Establishing a Foreign Corrupt Practices Act Compliance Program

In a recent post I discussed enforcement actions taken by US government regulators under the anti-bribery provisions of the Foreign Corrupt Practices Act (FCPA) with respect to certain improper payments made by (or on behalf of) US companies to secure government licenses, permits or certifications in a foreign country that may be necessary to launch or continue business operations in that country.  I suggested that company compliance programs designed to prevent and detect any improper payments by employees and agents that would violate the FCPA must be carefully reviewed to ensure that the appropriate level of scrutiny is applied whenever the company, or one of its affiliates, discovers that a license, permit or certificate must be obtained from a foreign government to launch or continue business activities in that government’s country.  In this post I wanted to highlight the following key steps that companies can and should take to bolster their FCPA compliance profile:

  • The first step is preparation and adoption of a written corporate policy on FCPA compliance applicable to all employees, agents and consultants of the company and distribution of the policy to all covered parties, particularly persons working in foreign countries.  The policy should be customized to the specific business operations of the particular company and should include illustrations of payments and activities that might run afoul of the FCPA based on scenarios that typically occur in the course of the company’s business activities. 
  • Formal acknowledgement of the company’s responsibilities in this area should be obtained through presentations to the board of directors and other senior managers.  The policy referred to above should be approved by the board of directors or an appropriate committee of the board and dissemination of the policy to employees should be accompanied by a letter from the company’s chief executive officer that admonishes employees to take the policy seriously and adhere to its requirements. 

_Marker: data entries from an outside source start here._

//! Key material sniffing and normalization.
//!
//! Every candidate file is tried as an OpenSSH public key and, independently,
//! as an unencrypted PEM private key. A failed parse only means "not this kind
//! of file", so both sniffers return `Option` instead of an error.

use std::path::{Path, PathBuf};

use russh_keys::ssh_key::private::EcdsaKeypair;
use russh_keys::ssh_key::{LineEnding, PrivateKey, PublicKey};

use crate::domain::error::KeyError;

/// Public and private key halves discovered in the tunnel options folder,
/// already re-encoded to their canonical text.
#[derive(Debug, Clone, PartialEq, Eq)]
pub struct KeyPair {
    pub public_text: String,
    pub public_source_path: PathBuf,
    pub private_text: String,
    pub private_source_path: PathBuf,
}

impl KeyPair {
    /// Remote login user encoded in the private key's file name.
    #[must_use]
    pub fn login_user(&self) -> String {
        login_user(&self.private_source_path)
    }
}

/// Parse `bytes` as an OpenSSH public key line and return its canonical
/// `<algorithm> <base64>` form without a comment.
#[must_use]
pub fn sniff_public_key(bytes: &[u8]) -> Option<String> {
    let text = std::str::from_utf8(bytes).ok()?;
    let mut key = PublicKey::from_openssh(text.trim()).ok()?;
    key.set_comment("");
    key.to_openssh().ok()
}

/// Parse `bytes` as an unencrypted PEM private key (OpenSSH, PKCS#1, PKCS#8
/// or SEC1 `EC PRIVATE KEY`) and return it re-encoded as an unencrypted
/// OpenSSH PEM document.
#[must_use]
pub fn sniff_private_key(bytes: &[u8]) -> Option<String> {
    let text = std::str::from_utf8(bytes).ok()?;
    let key = match russh_keys::decode_secret_key(text, None) {
        Ok(key) => key,
        Err(_) => decode_sec1(text)?,
    };
    if key.is_encrypted() {
        return None;
    }
    let pem = key.to_openssh(LineEnding::LF).ok()?;
    Some(pem.to_string())
}

/// SEC1 `EC PRIVATE KEY` documents on the NIST P-256 and P-384 curves.
fn decode_sec1(text: &str) -> Option<PrivateKey> {
    let keypair = if let Ok(secret) = p256::SecretKey::from_sec1_pem(text) {
        EcdsaKeypair::NistP256 {
            public: secret.public_key().into(),
            private: secret.into(),
        }
    } else if let Ok(secret) = p384::SecretKey::from_sec1_pem(text) {
        EcdsaKeypair::NistP384 {
            public: secret.public_key().into(),
            private: secret.into(),
        }
    } else {
        return None;
    };
    Some(PrivateKey::from(keypair))
}

/// Scan `candidates` in order and keep the first public and first private key.
///
/// `folder` is only used in the error message.
///
/// # Errors
///
/// Returns [`KeyError::MissingKeyMaterial`] if either half is not found.
pub fn find_key_pair<I>(folder: &Path, candidates: I) -> Result<KeyPair, KeyError>
where
    I: IntoIterator<Item = (PathBuf, Vec<u8>)>,
{
    let mut public: Option<(String, PathBuf)> = None;
    let mut private: Option<(String, PathBuf)> = None;

    for (path, bytes) in candidates {
        if public.is_none()
            && let Some(text) = sniff_public_key(&bytes)
        {
            public = Some((text, path.clone()));
        }
        if private.is_none()
            && let Some(text) = sniff_private_key(&bytes)
        {
            private = Some((text, path));
        }
        if public.is_some() && private.is_some() {
            break;
        }
    }

    match (public, private) {
        (Some((public_text, public_source_path)), Some((private_text, private_source_path))) => {
            Ok(KeyPair {
                public_text,
                public_source_path,
                private_text,
                private_source_path,
            })
        }
        (public, private) => Err(KeyError::MissingKeyMaterial {
            folder: folder.to_path_buf(),
            missing: match (public.is_some(), private.is_some()) {
                (false, false) => "public and private key",
                (false, true) => "public key",
                _ => "private key",
            },
        }),
    }
}

/// Login user for the relay host: the key file name without its last extension.
///
/// `alice.pem` → `alice`, `key.backup.pem` → `key.backup`, `alice` → `alice`.
#[must_use]
pub fn login_user(private_key_path: &Path) -> String {
    let name = private_key_path
        .file_name()
        .map(|n| n.to_string_lossy().into_owned())
        .unwrap_or_default();
    match name.rsplit_once('.') {
        Some((stem, _)) if !stem.is_empty() => stem.to_string(),
        _ => name,
    }
}
//! Shared mock infrastructure for unit tests.
//!
//! Provides a recording [`CommandRunner`], a recording [`ProgressReporter`]
//! and an in-memory [`ReleaseSource`] so each test file doesn't have to
//! re-define the same boilerplate.

#![allow(dead_code)]

use std::cell::RefCell;
use std::collections::HashMap;
use std::process::{ExitStatus, Output};

use anyhow::Result;
use colab_tunnel::application::ports::{CommandRunner, ProgressReporter, ReleaseSource};
use colab_tunnel::domain::release::{Release, ReleaseAsset};

use crate::helpers::{exit_status, ok_output};

// ── Mock: command runner ─────────────────────────────────────────────────────

/// Records every command line and answers with configurable exit codes.
#[derive(Default)]
pub struct RecordingRunner {
    calls: RefCell<Vec<String>>,
    exit_codes: HashMap<String, i32>,
    unspawnable: Vec<String>,
    version_output: Vec<u8>,
}

impl RecordingRunner {
    pub fn new() -> Self {
        Self {
            version_output: b"0.61.0\n".to_vec(),
            ..Self::default()
        }
    }

    /// Make every invocation of `program` exit with `code`.
    #[must_use]
    pub fn exiting(mut self, program: &str, code: i32) -> Self {
        self.exit_codes.insert(program.to_string(), code);
        self
    }

    /// Make every invocation of `program` fail to spawn.
    #[must_use]
    pub fn unspawnable(mut self, program: &str) -> Self {
        self.unspawnable.push(program.to_string());
        self
    }

    /// Command lines seen so far, as `program arg1 arg2 ...`.
    pub fn calls(&self) -> Vec<String> {
        self.calls.borrow().clone()
    }

    fn record(&self, program: &str, args: &[&str]) -> Result<ExitStatus> {
        let mut line = program.to_string();
        for arg in args {
            line.push(' ');
            line.push_str(arg);
        }
        self.calls.borrow_mut().push(line);

        if self.unspawnable.iter().any(|p| p == program) {
            anyhow::bail!("failed to spawn {program}: No such file or directory");
        }
        let name = program.rsplit('/').next().unwrap_or(program);
        let code = self
            .exit_codes
            .get(program)
            .or_else(|| self.exit_codes.get(name))
            .copied()
            .unwrap_or(0);
        Ok(exit_status(code))
    }
}

impl CommandRunner for RecordingRunner {
    async fn run(&self, program: &str, args: &[&str]) -> Result<Output> {
        let status = self.record(program, args)?;
        let mut output = ok_output(&self.version_output);
        output.status = status;
        Ok(output)
    }

    async fn run_status(&self, program: &str, args: &[&str]) -> Result<ExitStatus> {
        self.record(program, args)
    }
}

// ── Mock: progress reporter ──────────────────────────────────────────────────

/// Collects progress events as `step: ...`, `ok: ...` and `warn: ...`.
#[derive(Default)]
pub struct RecordingReporter {
    events: RefCell<Vec<String>>,
}

impl RecordingReporter {
    pub fn events(&self) -> Vec<String> {
        self.events.borrow().clone()
    }

    pub fn warnings(&self) -> Vec<String> {
        self.events()
            .into_iter()
            .filter_map(|e| e.strip_prefix("warn: ").map(String::from))
            .collect()
    }
}

impl ProgressReporter for RecordingReporter {
    fn step(&self, message: &str) {
        self.events.borrow_mut().push(format!("step: {message}"));
    }
    fn success(&self, message: &str) {
        self.events.borrow_mut().push(format!("ok: {message}"));
    }
    fn warn(&self, message: &str) {
        self.events.borrow_mut().push(format!("warn: {message}"));
    }
}

// ── Mock: release source ─────────────────────────────────────────────────────

/// Serves a fixed release and answers every download with the same archive.
pub struct FakeReleases {
    release: Release,
    archive: Vec<u8>,
    downloads: RefCell<Vec<String>>,
}

impl FakeReleases {
    pub fn new(asset_names: &[&str], archive: Vec<u8>) -> Self {
        let assets = asset_names
            .iter()
            .map(|name| ReleaseAsset {
                name: (*name).to_string(),
                browser_download_url: format!("https://dl.example.com/{name}"),
            })
            .collect();
        Self {
            release: Release {
                tag_name: Some("v0.61.0".to_string()),
                assets,
            },
            archive,
            downloads: RefCell::new(Vec::new()),
        }
    }

    pub fn downloads(&self) -> Vec<String> {
        self.downloads.borrow().clone()
    }
}

impl ReleaseSource for FakeReleases {
    fn latest(&self) -> Result<Release> {
        Ok(self.release.clone())
    }

    fn download(&self, url: &str) -> Result<Vec<u8>> {
        self.downloads.borrow_mut().push(url.to_string());
        Ok(self.archive.clone())
    }
}
//! Application service: the shared setup skeleton.
//!
//! `load → provision → resolve keys → configure → launch`, identical for every
//! tunnel strategy. Imports only from `crate::domain` and
//! `crate::application`.

use std::path::Path;

use anyhow::Result;

use crate::application::ports::{AssetSource, CommandRunner, LocalFs, ProgressReporter};
use crate::application::services::config::load_descriptor;
use crate::application::services::keys::install_key_material;
use crate::application::services::provision::{EnvironmentProvisioner, ExitPolicy};
use crate::application::services::tunnel::{LaunchOutcome, TunnelContext, TunnelStrategy};
use crate::domain::layout::HostLayout;

/// Inputs of one provisioning run.
pub struct SetupOptions<'a> {
    /// Mounted folder holding `user_config.json` and the key pair.
    pub folder: &'a Path,
    pub layout: &'a HostLayout,
    pub policy: ExitPolicy,
    /// Interpreter used for `-m pip`.
    pub python: &'a str,
}

/// Run the full setup and start the tunnel with `strategy`.
///
/// The descriptor is loaded before anything is installed, so a missing or
/// malformed config leaves the host untouched.
///
/// # Errors
///
/// Returns the first error of any step; nothing is retried or rolled back.
pub async fn setup_tunnel<R: CommandRunner, P: ProgressReporter>(
    strategy: &impl TunnelStrategy,
    runner: &R,
    fs: &impl LocalFs,
    assets: &impl AssetSource,
    reporter: &P,
    opts: SetupOptions<'_>,
) -> Result<LaunchOutcome> {
    let SetupOptions {
        folder,
        layout,
        policy,
        python,
    } = opts;

    let descriptor = load_descriptor(fs, folder)?;
    reporter.success(&format!(
        "loaded config for {}:{}",
        descriptor.tunnel_options.service_url, descriptor.tunnel_options.service_port
    ));

    let provisioner = EnvironmentProvisioner::new(runner, reporter, policy, python);
    provisioner.provision(&descriptor).await?;

    let keys = install_key_material(fs, assets, &provisioner, reporter, layout, folder).await?;

    let ctx = TunnelContext {
        options: &descriptor.tunnel_options,
        keys: &keys,
        layout,
        policy,
    };
    reporter.step(&format!("configuring {} tunnel...", strategy.name()));
    strategy.configure(&ctx, reporter).await?;
    strategy.launch(&ctx, reporter).await
}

  • One member of the company’s in-house legal department should be given the responsibility of regularly monitoring developments in this area, including U.S.enforcement actions, progress with adoption of multilateral codes of conduct such as the OECD Convention on Combating Bribery and changes in anti-bribery laws in foreign countries.  If the company lacks the in-house resources to do this job, outside counsel with appropriate expertise should be selected and tasked with keeping the company updated.
  • The board of directors or the chief executive officer should establish a formal institutional solution for handling FCPA issues.  In many cases, an FCPA review or compliance committee will be assembled to deal with FCPA matters and will include an FCPA Compliance Officer with responsibility for overseeing the activities of the committee and representatives from other departments as well as the authority to engage outside counsel and consultants to conduct audits and investigations.  It is also probably a good idea to designate an ombudsman who can serve as the contact for employees wishing to report potential violations of the FCPA on a confidential basis.
  • Various departments should be enlisted to standardize certain business tools and practices that can be disseminated throughout the company in order to ensure that FCPA compliance is smoothly and efficiently integrated into the company’s normal business operations.  For example, screening methods, questionnaires and checklists can be created so properly trained employees can isolate FCPA issues early on in relationships with third parties.  Particular attention should be paid to due diligence on foreign agents retained for business development purposes in their jurisdictions.
  • Counsel should draft contract language that addresses FCPA concerns for inclusion as a standard practice in all relevant company agreements.  For example, agents and contractors in foreign countries engaged in local business development efforts on behalf of the company should be required to warrant that no payments of money or anything else of value will be made or offered to any local government official to induce the official to use his influence with the government to obtain an improper business advantage for the company.  Such agents and contractors should also be prohibited from retaining sub-agents without the consent of the company, thereby allowing the company to perform its own due diligence on the proposed sub-agent.
  • All employees likely to come into contact with FCPA compliance issues should be provided with adequate training regarding the policies and procedures developed by the company.  An executive summary of FCPA compliance issues should also be prepared and distributed to employees and posted on the company’s intranet. 
  • The designated compliance officer should make regular reports on the compliance program to the board of directors, including policy violations and disciplinary actions taken against employees.  Based on the requirements imposed by regulators in recent enforcement actions, it also appears that companies should seriously consider engaging independent consultants to audit the effectiveness of their FCPA policy and procedures.